* [Exercise requirements]:
Give the records again, word for word.

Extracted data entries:
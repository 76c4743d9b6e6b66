//! # `buzz-api` - 控制面板 HTTP API
//!
//! 使用 `axum` 构建路由与控制器，通过 `utoipa` 自动生成 OpenAPI 3.0 Swagger 文档。
//!
//! ## 架构职责
//! - 查询历史表中的股票列表与单只股票的热度曲线（权重可由查询参数调整）
//! - 接收目标清单上传与报警规则修改，并经由 `DashboardService` 同步到远端仓库
//! - 将领域模型转换为 DTO 返回给前端

pub mod error;
pub mod routes;
pub mod server;
pub mod types;
use buzz_core::history::error::StoreError;
use buzz_core::sync::error::SyncError;
use thiserror::Error;

/// # Summary
/// Manager 层的统一错误类型。
#[derive(Error, Debug)]
pub enum ManagerError {
    #[error("Store error: {0}")]
    Store(#[from] StoreError),
    #[error("Sync error: {0}")]
    Sync(#[from] SyncError),
    /// 当前操作所需的配置缺失
    #[error("Configuration error: {0}")]
    Config(String),
    /// 调用方输入不合法
    #[error("Bad request: {0}")]
    BadRequest(String),
}
//! 历史表的合并逻辑，与任何存储介质无关。

use super::entity::{HistoryRecord, RecordKey};
use std::collections::HashMap;

/// # Summary
/// 单次 upsert 的结果。
#[derive(Debug, Clone, Copy, PartialEq, Eq)]
pub enum UpsertOutcome {
    // 新键，追加到末尾
    Inserted,
    // 已存在的键，原位替换
    Replaced,
}

/// # Summary
/// 批量合并的统计信息，用于日志输出。
#[derive(Debug, Clone, Copy, Default, PartialEq, Eq)]
pub struct MergeStats {
    pub inserted: usize,
    pub replaced: usize,
}

/// # Summary
/// 将单条记录写入内存表。
///
/// # Logic
/// 1. 查找相同 `(date, ticker)` 的记录。
/// 2. 找到则原位替换全部字段，否则追加。
///
/// # Arguments
/// * `records`: 内存中的历史表。
/// * `record`: 待写入记录。
///
/// # Returns
/// 写入结果 `UpsertOutcome`。
pub fn upsert_into(records: &mut Vec<HistoryRecord>, record: HistoryRecord) -> UpsertOutcome {
    match records.iter_mut().find(|existing| existing.same_key(&record)) {
        Some(existing) => {
            *existing = record;
            UpsertOutcome::Replaced
        }
        None => {
            records.push(record);
            UpsertOutcome::Inserted
        }
    }
}

/// # Summary
/// 按顺序把一批记录合并进内存表。
///
/// # Logic
/// 1. 先执行 `dedup_last_wins`，清理历史文件中可能残留的重复行。
/// 2. 逐条调用 `upsert_into`，同批内的重复键以后写入者为准。
///
/// # Arguments
/// * `records`: 内存中的历史表。
/// * `batch`: 本次写入的记录。
///
/// # Returns
/// 新增与替换的计数。
pub fn merge_batch(records: &mut Vec<HistoryRecord>, batch: Vec<HistoryRecord>) -> MergeStats {
    let mut merged = dedup_last_wins(std::mem::take(records));
    let mut stats = MergeStats::default();
    for record in batch {
        match upsert_into(&mut merged, record) {
            UpsertOutcome::Inserted => stats.inserted += 1,
            UpsertOutcome::Replaced => stats.replaced += 1,
        }
    }
    *records = merged;
    stats
}

/// # Summary
/// 消除重复键，保留最后写入的值。
///
/// # Logic
/// 1. 记录每个键首次出现的位置。
/// 2. 后续重复行覆盖该位置的值，行本身被丢弃。
///
/// # Arguments
/// * `records`: 可能含重复键的记录序列（按写入顺序）。
///
/// # Returns
/// 每个键仅一行的记录序列，保持首次出现的顺序。
pub fn dedup_last_wins(records: Vec<HistoryRecord>) -> Vec<HistoryRecord> {
    let mut index: HashMap<RecordKey, usize> = HashMap::with_capacity(records.len());
    let mut result: Vec<HistoryRecord> = Vec::with_capacity(records.len());

    for record in records {
        match index.get(&record.key()) {
            Some(&pos) => result[pos] = record,
            None => {
                index.insert(record.key(), result.len());
                result.push(record);
            }
        }
    }
    result
}

/// # Summary
/// 取出指定股票的全部记录，按日期升序排列。
pub fn for_ticker(records: &[HistoryRecord], ticker: &str) -> Vec<HistoryRecord> {
    let mut rows: Vec<HistoryRecord> = records
        .iter()
        .filter(|r| r.ticker.eq_ignore_ascii_case(ticker))
        .cloned()
        .collect();
    rows.sort_by_key(|r| r.date);
    rows
}

/// # Summary
/// 取出每只股票日期最新的一条记录。
///
/// # Logic
/// 1. 以股票首次出现的顺序输出。
/// 2. 日期相同时以后出现的记录为准。
pub fn latest_per_ticker(records: &[HistoryRecord]) -> Vec<HistoryRecord> {
    let mut index: HashMap<&str, usize> = HashMap::new();
    let mut latest: Vec<HistoryRecord> = Vec::new();

    for record in records {
        match index.get(record.ticker.as_str()) {
            Some(&pos) => {
                if record.date >= latest[pos].date {
                    latest[pos] = record.clone();
                }
            }
            None => {
                index.insert(record.ticker.as_str(), latest.len());
                latest.push(record.clone());
            }
        }
    }
    latest
}

/// # Summary
/// 历史表中出现过的股票代码（按首次出现顺序，去重）。
pub fn tickers(records: &[HistoryRecord]) -> Vec<String> {
    let mut seen: Vec<String> = Vec::new();
    for record in records {
        if !seen.iter().any(|t| t == &record.ticker) {
            seen.push(record.ticker.clone());
        }
    }
    seen
}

* [Written solution]:
repository 76c4743d9b6e6b66
//! # `buzz-api` - 控制面板 HTTP API
//!
//! 使用 `axum` 构建路由与控制器，通过 `utoipa` 自动生成 OpenAPI 3.0 Swagger 文档。
//!
//! ## 架构职责
//! - 查询历史表中的股票列表与单只股票的热度曲线（权重可由查询参数调整）
//! - 接收目标清单上传与报警规则修改，并经由 `DashboardService` 同步到远端仓库
//! - 将领域模型转换为 DTO 返回给前端

pub mod error;
pub mod routes;
pub mod server;
pub mod types;
use buzz_core::history::error::StoreError;
use buzz_core::sync::error::SyncError;
use thiserror::Error;

/// # Summary
/// Manager 层的统一错误类型。
#[derive(Error, Debug)]
pub enum ManagerError {
    #[error("Store error: {0}")]
    Store(#[from] StoreError),
    #[error("Sync error: {0}")]
    Sync(#[from] SyncError),
    /// 当前操作所需的配置缺失
    #[error("Configuration error: {0}")]
    Config(String),
    /// 调用方输入不合法
    #[error("Bad request: {0}")]
    BadRequest(String),
}
//! 历史表的合并逻辑，与任何存储介质无关。

use super::entity::{HistoryRecord, RecordKey};
use std::collections::HashMap;

/// # Summary
/// 单次 upsert 的结果。
#[derive(Debug, Clone, Copy, PartialEq, Eq)]
pub enum UpsertOutcome {
    // 新键，追加到末尾
    Inserted,
    // 已存在的键，原位替换
    Replaced,
}

/// # Summary
/// 批量合并的统计信息，用于日志输出。
#[derive(Debug, Clone, Copy, Default, PartialEq, Eq)]
pub struct MergeStats {
    pub inserted: usize,
    pub replaced: usize,
}

/// # Summary
/// 将单条记录写入内存表。
///
/// # Logic
/// 1. 查找相同 `(date, ticker)` 的记录。
/// 2. 找到则原位替换全部字段，否则追加。
///
/// # Arguments
/// * `records`: 内存中的历史表。
/// * `record`: 待写入记录。
///
/// # Returns
/// 写入结果 `UpsertOutcome`。
pub fn upsert_into(records: &mut Vec<HistoryRecord>, record: HistoryRecord) -> UpsertOutcome {
    match records.iter_mut().find(|existing| existing.same_key(&record)) {
        Some(existing) => {
            *existing = record;
            UpsertOutcome::Replaced
        }
        None => {
            records.push(record);
            UpsertOutcome::Inserted
        }
    }
}

/// # Summary
/// 按顺序把一批记录合并进内存表。
///
/// # Logic
/// 1. 先执行 `dedup_last_wins`，清理历史文件中可能残留的重复行。
/// 2. 逐条调用 `upsert_into`，同批内的重复键以后写入者为准。
///
/// # Arguments
/// * `records`: 内存中的历史表。
/// * `batch`: 本次写入的记录。
///
/// # Returns
/// 新增与替换的计数。
pub fn merge_batch(records: &mut Vec<HistoryRecord>, batch: Vec<HistoryRecord>) -> MergeStats {
    let mut merged = dedup_last_wins(std::mem::take(records));
    let mut stats = MergeStats::default();
    for record in batch {
        match upsert_into(&mut merged, record) {
            UpsertOutcome::Inserted => stats.inserted += 1,
            UpsertOutcome::Replaced => stats.replaced += 1,
        }
    }
    *records = merged;
    stats
}

/// # Summary
/// 消除重复键，保留最后写入的值。
///
/// # Logic
/// 1. 记录每个键首次出现的位置。
/// 2. 后续重复行覆盖该位置的值，行本身被丢弃。
///
/// # Arguments
/// * `records`: 可能含重复键的记录序列（按写入顺序）。
///
/// # Returns
/// 每个键仅一行的记录序列，保持首次出现的顺序。
pub fn dedup_last_wins(records: Vec<HistoryRecord>) -> Vec<HistoryRecord> {
    let mut index: HashMap<RecordKey, usize> = HashMap::with_capacity(records.len());
    let mut result: Vec<HistoryRecord> = Vec::with_capacity(records.len());

    for record in records {
        match index.get(&record.key()) {
            Some(&pos) => result[pos] = record,
            None => {
                index.insert(record.key(), result.len());
                result.push(record);
            }
        }
    }
    result
}

/// # Summary
/// 取出指定股票的全部记录，按日期升序排列。
pub fn for_ticker(records: &[HistoryRecord], ticker: &str) -> Vec<HistoryRecord> {
    let mut rows: Vec<HistoryRecord> = records
        .iter()
        .filter(|r| r.ticker.eq_ignore_ascii_case(ticker))
        .cloned()
        .collect();
    rows.sort_by_key(|r| r.date);
    rows
}

/// # Summary
/// 取出每只股票日期最新的一条记录。
///
/// # Logic
/// 1. 以股票首次出现的顺序输出。
/// 2. 日期相同时以后出现的记录为准。
pub fn latest_per_ticker(records: &[HistoryRecord]) -> Vec<HistoryRecord> {
    let mut index: HashMap<&str, usize> = HashMap::new();
    let mut latest: Vec<HistoryRecord> = Vec::new();

    for record in records {
        match index.get(record.ticker.as_str()) {
            Some(&pos) => {
                if record.date >= latest[pos].date {
                    latest[pos] = record.clone();
                }
            }
            None => {
                index.insert(record.ticker.as_str(), latest.len());
                latest.push(record.clone());
            }
        }
    }
    latest
}

/// # Summary
/// 历史表中出现过的股票代码（按首次出现顺序，去重）。
pub fn tickers(records: &[HistoryRecord]) -> Vec<String> {
    let mut seen: Vec<String> = Vec::new();
    for record in records {
        if !seen.iter().any(|t| t == &record.ticker) {
            seen.push(record.ticker.clone());
        }
    }
    seen
}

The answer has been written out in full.